La vida en este sitio es tan difícil, sobre todo para mí, bien sabes que soy hombre de escasas ambiciones pero anhelo siempre la tranquilidad. Todo el tiempo andamos cuidándonos los unos de los otros, no hay peor lugar que aquel donde falta la confianza. Aquí nadie tiene afectos personales, para qué, si apenas podrían conservarse unas horas. Imagínate qué dolor perder la fotografía de tu cumpleaños donde tienes largos los cabellos, tus libros de poesía melosa, extraviar tu estrellita áurea de la buena suerte. Dolor sobre dolor, te he pedido que no dejes de comprarme cosas, aunque no me las traigas, te he dicho que pronto podré ir a casa y entonces voy a leerte y a aspirarte, a sentirte.

Tú no me increpas nada, ya no lo haces desde aquella noche cuando me culpaste de indiferencia y yo no tuve más que dos respuestas: lágrimas y un agrio reclamo porque ya no me amabas. De ahí en adelante callaste y fuiste otra. Ahora sólo dices que no puedes vivir sin mí, pero entonces te cuestiono porque no estás conmigo; silencio es todo lo que ofreces.

Por los pasillos, a toda hora va y viene tanta gente que no quiero ver, es igual que tragar sapos.

No hay día que no recuerde la última vez que fuimos a la playa, era una tarde de carnaval.
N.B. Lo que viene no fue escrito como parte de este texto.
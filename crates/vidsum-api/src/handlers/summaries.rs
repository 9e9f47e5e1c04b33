//! Summary request handler.

use axum::extract::State;
use axum::http::StatusCode;
use axum::Json;
use serde::{Deserialize, Serialize};

use vidsum_cache::LocalSourceRef;
use vidsum_models::{is_http_url, CacheEntry, FileHash, FileId, JobRecord, SourceType};
use vidsum_store::GetOrCreateOutcome;

use crate::error::{ApiError, ApiResult};
use crate::metrics;
use crate::state::AppState;

// ============================================================================
// Types
// ============================================================================

/// Source selector shared by the summaries and lookup endpoints.
#[derive(Debug, Deserialize)]
pub struct SourceRequest {
    pub source_type: String,
    #[serde(default)]
    pub source_url: Option<String>,
    #[serde(default)]
    pub file_id: Option<String>,
    #[serde(default)]
    pub file_hash: Option<String>,
    #[serde(default)]
    pub refresh: bool,
}

/// A validated source.
#[derive(Debug)]
pub enum ValidatedSource {
    Url(String),
    Local(LocalSourceRef),
}

impl SourceRequest {
    /// Enforce the combination rules before any store work:
    /// - `url` requires `source_url` and forbids local identifiers
    /// - `local` forbids `source_url` and takes exactly one of
    ///   `file_id` / `file_hash`
    pub fn validate(&self) -> Result<ValidatedSource, ApiError> {
        let source_type = SourceType::parse(&self.source_type).ok_or_else(|| {
            ApiError::constraint(format!("unknown source_type: {}", self.source_type))
        })?;

        match source_type {
            SourceType::Url => {
                if self.file_id.is_some() || self.file_hash.is_some() {
                    return Err(ApiError::constraint(
                        "source_type 'url' does not take file_id or file_hash",
                    ));
                }
                let url = self
                    .source_url
                    .as_deref()
                    .ok_or_else(|| ApiError::constraint("source_type 'url' requires source_url"))?;
                if !is_http_url(url) {
                    return Err(ApiError::constraint(format!(
                        "source_url is not a valid http/https URL: {}",
                        url
                    )));
                }
                Ok(ValidatedSource::Url(url.to_string()))
            }
            SourceType::Local => {
                if self.source_url.is_some() {
                    return Err(ApiError::constraint(
                        "source_type 'local' does not take source_url",
                    ));
                }
                match (self.file_id.as_deref(), self.file_hash.as_deref()) {
                    (Some(_), Some(_)) => Err(ApiError::constraint(
                        "exactly one of file_id or file_hash, not both",
                    )),
                    (None, None) => Err(ApiError::constraint(
                        "source_type 'local' requires file_id or file_hash",
                    )),
                    (Some(file_id), None) => {
                        let file_id = FileId::parse(file_id)
                            .map_err(|_| ApiError::constraint("malformed file_id"))?;
                        Ok(ValidatedSource::Local(LocalSourceRef::Id(file_id)))
                    }
                    (None, Some(file_hash)) => {
                        let file_hash = FileHash::parse(file_hash)
                            .map_err(|_| ApiError::constraint("malformed file_hash"))?;
                        Ok(ValidatedSource::Local(LocalSourceRef::Hash(file_hash)))
                    }
                }
            }
        }
    }
}

/// Summary response, for both hits and accepted jobs.
#[derive(Debug, Serialize)]
pub struct SummaryResponse {
    pub cache_key: String,
    pub status: String,
    #[serde(skip_serializing_if = "Option::is_none")]
    pub job_id: Option<String>,
    #[serde(skip_serializing_if = "Option::is_none")]
    pub summary_text: Option<String>,
    #[serde(skip_serializing_if = "Option::is_none")]
    pub source_name: Option<String>,
    #[serde(skip_serializing_if = "Option::is_none")]
    pub error: Option<String>,
    pub profile_version: String,
}

impl SummaryResponse {
    fn from_entry(entry: CacheEntry, job: Option<&JobRecord>) -> Self {
        Self {
            cache_key: entry.cache_key.to_string(),
            status: entry.status.to_string(),
            job_id: job.map(|j| j.job_id.to_string()),
            summary_text: entry.summary_text,
            source_name: entry.source_name,
            error: entry.error,
            profile_version: entry.profile_version,
        }
    }
}

// ============================================================================
// Handler
// ============================================================================

/// POST /api/summaries
///
/// Get-or-create: 200 with the summary on a valid cache hit (or a recorded
/// terminal failure), 202 with the job id otherwise.
pub async fn create_summary(
    State(state): State<AppState>,
    Json(request): Json<SourceRequest>,
) -> ApiResult<(StatusCode, Json<SummaryResponse>)> {
    let source = request.validate()?;

    let outcome = match &source {
        ValidatedSource::Url(url) => {
            state
                .coordinator
                .get_or_create_url(url, request.refresh)
                .await?
        }
        ValidatedSource::Local(local) => {
            state
                .coordinator
                .get_or_create_local(local, request.refresh)
                .await?
        }
    };

    let source_type = match &source {
        ValidatedSource::Url(_) => "url",
        ValidatedSource::Local(_) => "local",
    };

    let (status, response) = match outcome {
        GetOrCreateOutcome::Hit(entry) => {
            metrics::record_summary_request(source_type, "hit");
            (StatusCode::OK, SummaryResponse::from_entry(entry, None))
        }
        GetOrCreateOutcome::Failed(entry) => {
            metrics::record_summary_request(source_type, "failed");
            (StatusCode::OK, SummaryResponse::from_entry(entry, None))
        }
        GetOrCreateOutcome::InFlight(entry, job) => {
            metrics::record_summary_request(source_type, "in_flight");
            (
                StatusCode::ACCEPTED,
                SummaryResponse::from_entry(entry, Some(&job)),
            )
        }
        GetOrCreateOutcome::Created(entry, job) => {
            metrics::record_summary_request(source_type, "created");
            (
                StatusCode::ACCEPTED,
                SummaryResponse::from_entry(entry, Some(&job)),
            )
        }
    };

    Ok((status, Json(response)))
}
Habíamos tomado unas cervezas, no por gusto, sino porque sólo así podíamos atrevernos a hacer el amor en el mar sin inhibiciones. Dejamos el malecón y caminamos ¿cuánto?, ¿se te hace bien una hora?, semidesnudos, pisando arena y espuma. Tú sólo vestías una blusa marinera que te cubría hasta los muslos, nunca entrabas con calzones porque decías que podrían anidarte los cangrejos, yo me había arremangado los pantalones. 

Miraste la gran bocanada gris del barco en la línea azul del mar para decir, como hurgando en tu interior, que siempre habías creído que la muerte te llegaría a esa edad, treinta y tres años; sonreí, pero no era una sonrisa irónica, hablabas tan en serio, sólo alcancé a responder que estaba seguro que tú me enterrarías. Es como si los dos lo supiéramos, por ello no me causó extrañeza cuando agregaste que querías confesarme algo grave. Nos quedamos callados, la tarde también. 

Las olas lamían nuestra cintura, el agua estaba cálida. El mar corazón, el mar. Toqué tu pubis abultado, metí dos de mis dedos en tu hoyo profundísimo, tus pechos eran soles vespertinos; tú prensaste mi carne caliente con ambas manos, metiste la lengua en mi garganta. 

Llorabas, y yo tenía en la boca el sabor amargo de la sal. Te grité hasta el cansancio, también con lágrimas, que no podías hacerme eso. Pero tú comenzabas a alejarte, las lánguidas olas te llevaban.